By John, October 13, 2006 @ 8:42 am
I know that TC@LP doesn’t like math, but here’s some more just for fun:
US Deaths (in the continental 48 states):
2,450,149.2159 deaths per year in 9,631,420 sq km
0.254 per sq km per year
Iraqi Deaths:
166,250 deaths per year in 437,072 sq km (665,000 over 4 years)
0.380 per sq km per year
That’s a 67 percent increase in geographic density over the United States, a first world country at peace within our borders. I don’t even see a funeral procession very often, and we handle the dead bodies just fine. In a country experiencing open war, this isn’t surprising, and it doesn’t mean that they would be “tripping over” the bodies.
By Drewski, October 15, 2006 @ 1:34 pm
Have any of you got the idea that LeatherPenquin is actually a red herring and he is only stirring up anger to keep us talking and keep the study “controversial” — official GOP/NRA/oil industry tactics. Plants like these are everywhere — usually spotted by their arrogant incoherance — don’t feed them and they will die off.

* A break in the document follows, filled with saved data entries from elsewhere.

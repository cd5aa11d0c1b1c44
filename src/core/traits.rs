//! Core traits and types for package deployment
//!
//! This module defines the deployment steps and the process-runner seam that
//! the driver uses to reach the package manager and the upload client.

use crate::core::template::RenderedCommand;
use crate::security::command_executor::CommandError;
use async_trait::async_trait;
use serde::{Deserialize, Serialize};
use std::fmt;
use std::time::Duration;

// ============================================================================
// Steps
// ============================================================================

/// One external process invocation in the deployment pipeline
#[derive(Debug, Clone, Copy, PartialEq, Eq, Hash, Serialize, Deserialize)]
#[serde(rename_all = "lowercase")]
pub enum DeployStep {
    Install,
    Upload,
}

impl DeployStep {
    pub fn as_str(&self) -> &'static str {
        match self {
            Self::Install => "install",
            Self::Upload => "upload",
        }
    }
}

impl fmt::Display for DeployStep {
    fn fmt(&self, f: &mut fmt::Formatter<'_>) -> fmt::Result {
        f.write_str(self.as_str())
    }
}

// ============================================================================
// Command outcome
// ============================================================================

/// Result of running one external command to completion
#[derive(Debug, Clone, PartialEq, Eq)]
pub struct CommandOutcome {
    /// Exit code, `None` when the process was terminated by a signal
    pub exit_code: Option<i32>,
    pub duration: Duration,
}

impl CommandOutcome {
    pub fn success(&self) -> bool {
        self.exit_code == Some(0)
    }
}

// ============================================================================
// Command Runner Trait
// ============================================================================

/// Runs rendered commands on behalf of the deploy driver
///
/// Production code uses [`crate::security::SafeCommandExecutor`]; tests swap
/// in a recording fake to observe which steps ran and in what order.
#[async_trait]
pub trait CommandRunner: Send + Sync {
    /// Run the command and wait for it to exit.
    ///
    /// A non-zero exit is not an error at this level; it is reported through
    /// [`CommandOutcome::exit_code`].
    async fn run(&self, command: &RenderedCommand) -> Result<CommandOutcome, CommandError>;

    /// Whether `program` would be accepted by [`CommandRunner::run`]
    fn can_run(&self, _program: &str) -> bool {
        true
    }
}
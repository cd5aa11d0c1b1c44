//! Error handling for package deployment
//!
//! This module provides the deployment error taxonomy with recovery guidance
//! using the thiserror crate for ergonomic error handling.

use crate::core::traits::DeployStep;
use crate::security::command_executor::CommandError;
use thiserror::Error;

/// Main error type for deployment operations
#[derive(Error, Debug)]
pub enum DeployError {
    // Configuration errors
    #[error("設定エラー: {message}")]
    Config { message: String },

    // Input errors
    #[error("パッケージ名が指定されていません（環境変数 {variable}）")]
    PackageNameMissing { variable: String },

    #[error("無効なパッケージ名です: {name} ({reason})")]
    InvalidPackageName { name: String, reason: String },

    // Upload prerequisites
    #[error("[upload] 認証トークンが設定されていません（環境変数 {variable}）")]
    TokenMissing { variable: String },

    #[error("[upload] アーカイブが見つかりません: {pattern}")]
    ArchiveNotFound { pattern: String },

    // Step execution errors
    #[error("[{step}] コマンドが失敗しました（終了コード: {}）", exit_code_label(.code))]
    StepFailed { step: DeployStep, code: Option<i32> },

    #[error("[{step}] コマンド実行エラー: {source}")]
    Command {
        step: DeployStep,
        #[source]
        source: CommandError,
    },
}

fn exit_code_label(code: &Option<i32>) -> String {
    match code {
        Some(code) => code.to_string(),
        None => "シグナルにより終了".to_string(),
    }
}

impl DeployError {
    /// Shorthand for configuration errors
    pub fn config(message: impl Into<String>) -> Self {
        Self::Config {
            message: message.into(),
        }
    }

    /// Get the step this error belongs to, if any
    pub fn step(&self) -> Option<DeployStep> {
        match self {
            Self::TokenMissing { .. } | Self::ArchiveNotFound { .. } => Some(DeployStep::Upload),
            Self::StepFailed { step, .. } | Self::Command { step, .. } => Some(*step),
            Self::Config { .. } | Self::PackageNameMissing { .. } | Self::InvalidPackageName { .. } => {
                None
            }
        }
    }

    /// Process exit code for this error.
    ///
    /// A failed step propagates the child's own exit code; everything else is 1.
    pub fn exit_code(&self) -> i32 {
        match self {
            Self::StepFailed {
                code: Some(code), ..
            } if *code != 0 => *code,
            _ => 1,
        }
    }

    /// Get suggested actions for this error
    pub fn suggested_actions(&self) -> Vec<&'static str> {
        match self {
            Self::Config { .. } => vec![
                ".deploy-config.yaml の内容を確認してください",
                "package-deployer init で既定の設定を生成できます",
            ],
            Self::PackageNameMissing { .. } => vec![
                "--package オプションでパッケージ名を指定してください",
                "CI の設定でパッケージ名の環境変数を設定してください",
            ],
            Self::InvalidPackageName { .. } => {
                vec!["英数字、ドット、ハイフン、アンダースコア、プラスのみ使用できます"]
            }
            Self::TokenMissing { .. } => vec![
                "CI のシークレットにアップロードトークンを登録してください",
                "トークンが空文字列になっていないか確認してください",
            ],
            Self::ArchiveNotFound { .. } => vec![
                "ビルドステップが成功しているか確認してください",
                "--build-dir と --platform の指定を確認してください",
            ],
            Self::StepFailed {
                step: DeployStep::Install,
                ..
            } => vec![
                "インストールコマンドの出力を確認してください",
                "ローカルチャンネルにパッケージがビルドされているか確認してください",
            ],
            Self::StepFailed {
                step: DeployStep::Upload,
                ..
            } => vec![
                "アップロードクライアントの出力を確認してください",
                "トークンの権限と有効期限を確認してください",
                "同じバージョンが既にアップロードされていないか確認してください",
            ],
            Self::Command { .. } => vec![
                "コマンドがインストールされ PATH に含まれているか確認してください",
                "security.allowedCommands の設定を確認してください",
            ],
        }
    }

    /// Get error code for this error
    pub fn code(&self) -> &'static str {
        match self {
            Self::Config { .. } => "CONFIG_ERROR",
            Self::PackageNameMissing { .. } => "PACKAGE_NAME_MISSING",
            Self::InvalidPackageName { .. } => "INVALID_PACKAGE_NAME",
            Self::TokenMissing { .. } => "TOKEN_MISSING",
            Self::ArchiveNotFound { .. } => "ARCHIVE_NOT_FOUND",
            Self::StepFailed { .. } => "STEP_FAILED",
            Self::Command { .. } => "COMMAND_ERROR",
        }
    }
}
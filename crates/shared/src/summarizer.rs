use async_trait::async_trait;
use std::sync::Arc;

use crate::backend::GenerativeBackend;
use crate::error::BackendError;
use crate::models::{truncate_chars, NewsItem, MAX_SUMMARY_CHARS};

const BADGE: &str = "🥋";
const SUMMARY_MAX_TOKENS: u32 = 100;

/// Produces the short text shown for an item in a digest
#[async_trait]
pub trait Summarizer: Send + Sync {
    async fn summarize(&self, item: &NewsItem) -> Result<String, BackendError>;
}

/// Tweet-like summaries written by a generative backend
pub struct GenerativeSummarizer {
    backend: Arc<dyn GenerativeBackend>,
}

impl GenerativeSummarizer {
    pub fn new(backend: Arc<dyn GenerativeBackend>) -> Self {
        Self { backend }
    }

    fn prompt(item: &NewsItem) -> String {
        format!(
            r#"Convert this sumo wrestling news into a concise, engaging tweet-like summary (max 280 characters). Make it informative but casual and exciting.

Title: {}
URL: {}
Additional context: {}

RULES:
1. Respond with the summary only, no preamble
2. Use only facts from the title and context
3. Sumo terminology and emojis are welcome"#,
            item.title,
            item.url,
            item.content.as_deref().unwrap_or("")
        )
    }
}

#[async_trait]
impl Summarizer for GenerativeSummarizer {
    async fn summarize(&self, item: &NewsItem) -> Result<String, BackendError> {
        let text = self
            .backend
            .complete(&Self::prompt(item), SUMMARY_MAX_TOKENS)
            .await?;
        let text = text.trim();
        if text.is_empty() {
            return Err(BackendError::Empty);
        }
        Ok(truncate_chars(text, MAX_SUMMARY_CHARS))
    }
}

/// Badge plus title. Needs no network.
pub struct DeterministicSummarizer;

impl DeterministicSummarizer {
    pub fn summary_for(item: &NewsItem) -> String {
        let prefix = format!("{} ", BADGE);
        let room = MAX_SUMMARY_CHARS - prefix.chars().count();
        format!("{}{}", prefix, truncate_chars(item.title.trim(), room))
    }
}

#[async_trait]
impl Summarizer for DeterministicSummarizer {
    async fn summarize(&self, item: &NewsItem) -> Result<String, BackendError> {
        Ok(Self::summary_for(item))
    }
}

/// Tries the primary summarizer and falls back to the badge-plus-title form
/// when it is missing, fails or returns nothing.
pub struct FallbackSummarizer {
    primary: Option<Box<dyn Summarizer>>,
}

impl FallbackSummarizer {
    pub fn new(primary: Option<Box<dyn Summarizer>>) -> Self {
        Self { primary }
    }

    /// Build from an optional backend
    pub fn from_backend(backend: Option<Arc<dyn GenerativeBackend>>) -> Self {
        Self::new(backend.map(|b| Box::new(GenerativeSummarizer::new(b)) as Box<dyn Summarizer>))
    }

    pub fn has_primary(&self) -> bool {
        self.primary.is_some()
    }

    /// Summarize `item`, reporting whether the fallback was used
    pub async fn summarize_reporting(&self, item: &NewsItem) -> (String, bool) {
        if let Some(primary) = &self.primary {
            match primary.summarize(item).await {
                Ok(text) if !text.trim().is_empty() => {
                    return (truncate_chars(text.trim(), MAX_SUMMARY_CHARS), false);
                }
                Ok(_) => tracing::warn!(title = %item.title, "empty summary, using fallback"),
                Err(e) => tracing::warn!(title = %item.title, error = %e, "summary failed, using fallback"),
            }
        }
        (DeterministicSummarizer::summary_for(item), true)
    }
}

#[async_trait]
impl Summarizer for FallbackSummarizer {
    async fn summarize(&self, item: &NewsItem) -> Result<String, BackendError> {
        Ok(self.summarize_reporting(item).await.0)
    }
}

#[cfg(test)]
mod tests {
    use super::*;
    use crate::models::today;

    struct FixedBackend(String);

    #[async_trait]
    impl GenerativeBackend for FixedBackend {
        async fn complete(&self, _prompt: &str, _max_tokens: u32) -> Result<String, BackendError> {
            Ok(self.0.clone())
        }
    }

    struct FailingBackend;

    #[async_trait]
    impl GenerativeBackend for FailingBackend {
        async fn complete(&self, _prompt: &str, _max_tokens: u32) -> Result<String, BackendError> {
            Err(BackendError::RateLimited("slow down".to_string()))
        }
    }

    fn item(title: &str) -> NewsItem {
        NewsItem::new(title, "https://www.sumo.or.jp/En/news/1", today(), "Test")
    }

    #[tokio::test]
    async fn test_deterministic_summary() {
        let summary = DeterministicSummarizer
            .summarize(&item("Terunofuji wins July tournament 13-2"))
            .await
            .unwrap();
        assert_eq!(summary, "🥋 Terunofuji wins July tournament 13-2");
    }

    #[tokio::test]
    async fn test_deterministic_summary_bounded() {
        let summary = DeterministicSummarizer::summary_for(&item(&"yokozuna ".repeat(60)));
        assert!(summary.chars().count() <= MAX_SUMMARY_CHARS);
        assert!(summary.starts_with("🥋 yokozuna"));
        assert!(summary.ends_with("..."));
    }

    #[tokio::test]
    async fn test_generative_summary_truncated() {
        let backend = Arc::new(FixedBackend("🎉 ".repeat(400)));
        let summary = GenerativeSummarizer::new(backend)
            .summarize(&item("Hoshoryu wins Aki basho"))
            .await
            .unwrap();
        assert_eq!(summary.chars().count(), MAX_SUMMARY_CHARS);
        assert!(summary.ends_with("..."));
    }

    #[tokio::test]
    async fn test_prompt_includes_item_fields() {
        let mut news = item("Kotozakura promoted to ozeki");
        news.content = Some("The Japan Sumo Association confirmed".to_string());
        let prompt = GenerativeSummarizer::prompt(&news);
        assert!(prompt.contains("Title: Kotozakura promoted to ozeki"));
        assert!(prompt.contains("URL: https://www.sumo.or.jp/En/news/1"));
        assert!(prompt.contains("The Japan Sumo Association confirmed"));
    }

    #[tokio::test]
    async fn test_fallback_used_on_error() {
        let summarizer = FallbackSummarizer::from_backend(Some(Arc::new(FailingBackend)));
        let (summary, fell_back) = summarizer
            .summarize_reporting(&item("Onosato promoted to sekiwake after 11-4 record"))
            .await;
        assert!(fell_back);
        assert_eq!(summary, "🥋 Onosato promoted to sekiwake after 11-4 record");
    }

    #[tokio::test]
    async fn test_fallback_used_on_empty_output() {
        let summarizer = FallbackSummarizer::from_backend(Some(Arc::new(FixedBackend("   ".into()))));
        let (summary, fell_back) = summarizer.summarize_reporting(&item("Hoshoryu wins Aki basho")).await;
        assert!(fell_back);
        assert_eq!(summary, "🥋 Hoshoryu wins Aki basho");
    }

    #[tokio::test]
    async fn test_fallback_without_backend() {
        let summarizer = FallbackSummarizer::from_backend(None);
        assert!(!summarizer.has_primary());
        let summary = summarizer.summarize(&item("Hoshoryu wins Aki basho")).await.unwrap();
        assert_eq!(summary, "🥋 Hoshoryu wins Aki basho");
    }

    #[tokio::test]
    async fn test_primary_used_when_healthy() {
        let backend = Arc::new(FixedBackend("Hoshoryu storms to the Emperor's Cup! 🏆".into()));
        let summarizer = FallbackSummarizer::from_backend(Some(backend));
        let (summary, fell_back) = summarizer.summarize_reporting(&item("Hoshoryu wins Aki basho")).await;
        assert!(!fell_back);
        assert_eq!(summary, "Hoshoryu storms to the Emperor's Cup! 🏆");
    }
}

By Gaius, October 15, 2006 @ 1:37 pm
No, Drew, TC is just TC.
By TC@LeatherPenguin, October 20, 2006 @ 4:07 pm
Drewski?
Sorry, I went on vacation… that what us evil bastards guys that created their own dime do.
Anyway, short answer: “NO.” I live on Staten Island, NY. The only frickin’ place in the city where Repubs have any stones….
And I regularly throw rocks at the little guido I refer to as my “Congressional robot,” while my Wife asks, “”You know this guy… and you rip him right to his face?”
ME: He’s a big boy; he can take it.”
HER: “What if he gets pissed?”
ME: “He walkies into my world and I got better guns.”